Back in grade-school there was a whole ‘apple’ unit: in social studies we learned about the Yakima Valley, and in science about splicing and grafting, and in history that Johnny Appleseed planted only from seed (and mostly from Ohio west to Illinois) which resulting not in eating-apples but in cider-apples. Of course, it involved a field trip to an orchard — and that’s where the apple-ness of apples was discovered. There’s nothing like a firsthand experience, particularly a tasty one; apple orchard field trips are indeed core memories, in many ways.

In development theory in Education, we have a favorite theorist, Vygotsky, who (and I’m simplifying here) says we learn best from someone who already knows, and even better if we work side-by-side with them. So true. It’s how we learned to tie our shoes, brush our teeth, make a sandwich, write our name, sew a button, and on and on. It’s the powerful combo of ‘show’ and ‘tell’ that has proven effective across generations. My spouse is remarkably handy, learned alongside his father who could truly fix anything. This Christmas, he gifted our son a full set of tools, culled from his own collection and those he inherited from his dad, because — no surprise — this son has proven to be mighty handy himself. I see it handing down recipes and well-loved cookbooks with notes in the margins, with musicians teaching their kids to play, others coaching the fade-away jump in the driveway, or bent double holding up a little one ice skating on a frozen pond, or gardeners gardening with grandchildren. Leading camping trips and field trips, pilgrimages and nature hikes, saying ‘look’, ‘listen’, ‘watch’, and then the dawn of understanding and realization cracks through.

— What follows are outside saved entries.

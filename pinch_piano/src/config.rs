//! Application configuration.
//!
//! An optional JSON file supplies any subset of [`AppConfig`]; the CLI then
//! overrides individual fields.  [`AppConfig::validate`] turns the raw
//! values into [`Settings`], rejecting bad tuning before a window opens.
//!
//! ```json
//! {
//!   "smoothing": 0.4,
//!   "pinch_enter": 0.045,
//!   "source": "detector",
//!   "detector_command": ["python3", "tools/mediapipe_hands.py"],
//!   "sheets": [{ "name": "Scale", "notes": ["C4", "D4", "E4"] }]
//! }
//! ```

use std::fs;
use std::path::Path;
use std::time::Duration;

use anyhow::{bail, Context};
use clap::ValueEnum;
use hand_pointer::{
    DriftPolicy, PinchThresholds, PipelineConfig, SmoothingFactor,
    pinch::{DEFAULT_ENTER, DEFAULT_EXIT},
    pointer::{DEFAULT_MISS_TOLERANCE, DEFAULT_SMOOTHING},
};
use piano_layout::{builtin_sheets, Keyboard, Sheet};
use serde::Deserialize;

// ════════════════════════════════════════════════════════════════════════════
// Enumerated settings
// ════════════════════════════════════════════════════════════════════════════

/// Where hand landmarks come from.
#[derive(Clone, Copy, Debug, Default, PartialEq, Eq, Deserialize, ValueEnum)]
#[serde(rename_all = "lowercase")]
pub enum SourceKind {
    /// Mouse over the window; left button or Space pinches.
    #[default]
    Sim,
    /// External detector process printing JSON lines on stdout.
    Detector,
    /// LeapMotion controller (requires the `leap` feature).
    Leap,
}

#[derive(Clone, Copy, Debug, Default, PartialEq, Eq, Deserialize, ValueEnum)]
#[serde(rename_all = "lowercase")]
pub enum DriftSetting {
    #[default]
    Sustain,
    Release,
}

impl From<DriftSetting> for DriftPolicy {
    fn from(d: DriftSetting) -> Self {
        match d {
            DriftSetting::Sustain => DriftPolicy::SustainUntilRelease,
            DriftSetting::Release => DriftPolicy::ReleaseOnDrift,
        }
    }
}

/// Longest the completion popup may stay up.
const MAX_COMPLETE_POPUP_SECS: f32 = 3600.0;

// ════════════════════════════════════════════════════════════════════════════
// AppConfig — raw, as read from file / CLI
// ════════════════════════════════════════════════════════════════════════════

#[derive(Clone, Debug, PartialEq, Deserialize)]
#[serde(default, deny_unknown_fields)]
pub struct AppConfig {
    pub smoothing:           f32,
    pub pinch_enter:         f32,
    pub pinch_exit:          f32,
    pub miss_tolerance:      u32,
    pub drift:               DriftSetting,
    /// Flip camera input horizontally.  Ignored by the mouse and Leap sources.
    pub mirror:              bool,
    pub source:              SourceKind,
    pub detector_command:    Vec<String>,
    /// General MIDI program, 0 = acoustic grand piano.
    pub midi_program:        u8,
    pub velocity:            u8,
    pub channel:             u8,
    /// Substring of the preferred MIDI output port name.
    pub midi_port:           Option<String>,
    pub fps:                 u32,
    pub complete_popup_secs: f32,
    /// Appended after the built-in sheets.
    pub sheets:              Vec<Sheet>,
}

impl Default for AppConfig {
    fn default() -> Self {
        AppConfig {
            smoothing:           DEFAULT_SMOOTHING,
            pinch_enter:         DEFAULT_ENTER,
            pinch_exit:          DEFAULT_EXIT,
            miss_tolerance:      DEFAULT_MISS_TOLERANCE,
            drift:               DriftSetting::default(),
            mirror:              true,
            source:              SourceKind::default(),
            detector_command:    Vec::new(),
            midi_program:        0,
            velocity:            100,
            channel:             0,
            midi_port:           None,
            fps:                 30,
            complete_popup_secs: 5.0,
            sheets:              Vec::new(),
        }
    }
}

impl AppConfig {
    pub fn load(path: &Path) -> anyhow::Result<Self> {
        let text = fs::read_to_string(path)
            .with_context(|| format!("reading config {}", path.display()))?;
        serde_json::from_str(&text)
            .with_context(|| format!("parsing config {}", path.display()))
    }

    pub fn validate(&self) -> anyhow::Result<Settings> {
        let smoothing = SmoothingFactor::new(self.smoothing)?;
        let thresholds = PinchThresholds::new(self.pinch_enter, self.pinch_exit)?;

        if self.midi_program > 127 { bail!("MIDI program {} out of range 0-127", self.midi_program); }
        if self.velocity > 127     { bail!("velocity {} out of range 0-127", self.velocity); }
        if self.channel > 15       { bail!("MIDI channel {} out of range 0-15", self.channel); }
        if !(1..=240).contains(&self.fps) {
            bail!("fps {} out of range 1-240", self.fps);
        }
        if !(0.0..=MAX_COMPLETE_POPUP_SECS).contains(&self.complete_popup_secs) {
            bail!(
                "complete_popup_secs {} out of range 0-{}",
                self.complete_popup_secs, MAX_COMPLETE_POPUP_SECS
            );
        }
        let complete_after = Duration::try_from_secs_f32(self.complete_popup_secs)
            .with_context(|| format!("complete_popup_secs {}", self.complete_popup_secs))?;

        match self.source {
            SourceKind::Detector if self.detector_command.is_empty() => {
                bail!("source \"detector\" needs a detector_command");
            }
            SourceKind::Leap if !cfg!(feature = "leap") => {
                bail!("source \"leap\" needs a build with `--features leap`");
            }
            _ => {}
        }

        let keyboard = Keyboard::one_octave();
        let mut sheets = builtin_sheets();
        for sheet in &self.sheets {
            sheet.validate(&keyboard)
                .with_context(|| format!("configured sheet {:?}", sheet.name))?;
            sheets.push(sheet.clone());
        }

        Ok(Settings {
            pipeline: PipelineConfig {
                smoothing,
                thresholds,
                miss_tolerance: self.miss_tolerance,
                drift_policy:   self.drift.into(),
                mirror:         self.mirror && self.source == SourceKind::Detector,
            },
            sheets,
            complete_after,
            frame_interval: Duration::from_secs_f64(1.0 / self.fps as f64),
            midi: MidiSettings {
                program:  self.midi_program,
                velocity: self.velocity,
                channel:  self.channel,
                port:     self.midi_port.clone(),
            },
            source: self.source,
            detector_command: self.detector_command.clone(),
        })
    }
}

// ════════════════════════════════════════════════════════════════════════════
// Settings — validated
// ════════════════════════════════════════════════════════════════════════════

#[derive(Clone, Debug, PartialEq, Eq)]
pub struct MidiSettings {
    pub program:  u8,
    pub velocity: u8,
    pub channel:  u8,
    pub port:     Option<String>,
}

impl Default for MidiSettings {
    fn default() -> Self {
        MidiSettings { program: 0, velocity: 100, channel: 0, port: None }
    }
}

#[derive(Clone, Debug)]
pub struct Settings {
    pub pipeline:         PipelineConfig,
    /// Built-ins first, then configured extras.
    pub sheets:           Vec<Sheet>,
    pub complete_after:   Duration,
    pub frame_interval:   Duration,
    pub midi:             MidiSettings,
    pub source:           SourceKind,
    pub detector_command: Vec<String>,
}

impl Default for Settings {
    fn default() -> Self {
        Settings {
            pipeline:         PipelineConfig::default(),
            sheets:           builtin_sheets(),
            complete_after:   Duration::from_secs(5),
            frame_interval:   Duration::from_millis(33),
            midi:             MidiSettings::default(),
            source:           SourceKind::default(),
            detector_command: Vec::new(),
        }
    }
}

// ════════════════════════════════════════════════════════════════════════════
// Tests
// ════════════════════════════════════════════════════════════════════════════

Vygotsky is not wrong. ‘From the source’ is unequaled. More than learning alongside, the benefits of hearing a first-person narrative adds vibrant dimension. Listening to stories from Mississippians who lived and worked in Freedom Houses and Freedom Schools in the summer of 1964, hearing my own uncle’s StoryCorp telling of being the Catholic priest on call to the White House when President Kennedy’s body was flown back from Dallas, my father-in-law telling of cutting ice blocks from Lake Michigan to sell as his first job, my sons’ experiences rebuilding in New Orleans after Hurricane Katrina — first-person narratives are too rich to be missed. It’s why live music and theater hit a certain way. It’s direct, it’s from-the-source: apples-from-the-orchard.

We don’t always think about all the skills we were taught along the way. Not every learner learns the same way. For those of us in Education, with a new semester underway, we start to see some new skills manifesting. Leaders leading, peers connecting, listening and laughing and greeting by name. And it’s working. These are life skills — show the way, then watch the lessons unfold in real-world ways. For any new students (or colleagues) joining at the mid-point, we welcome, and say ‘this is the way’, so they know what’s what, and feel included. If we are lucky, we never stop listening, including, inviting, joining, and (eventually) feeling confident, about where we are, and what we know. We are reminded every day: we we were not born knowing this; we learned this, someone showed us. Just like when I peel an apple all in one long cascade, exactly as my mom did, holding the paring knife just so. Like show-and-tell, teach-and-learn go hand-in-hand.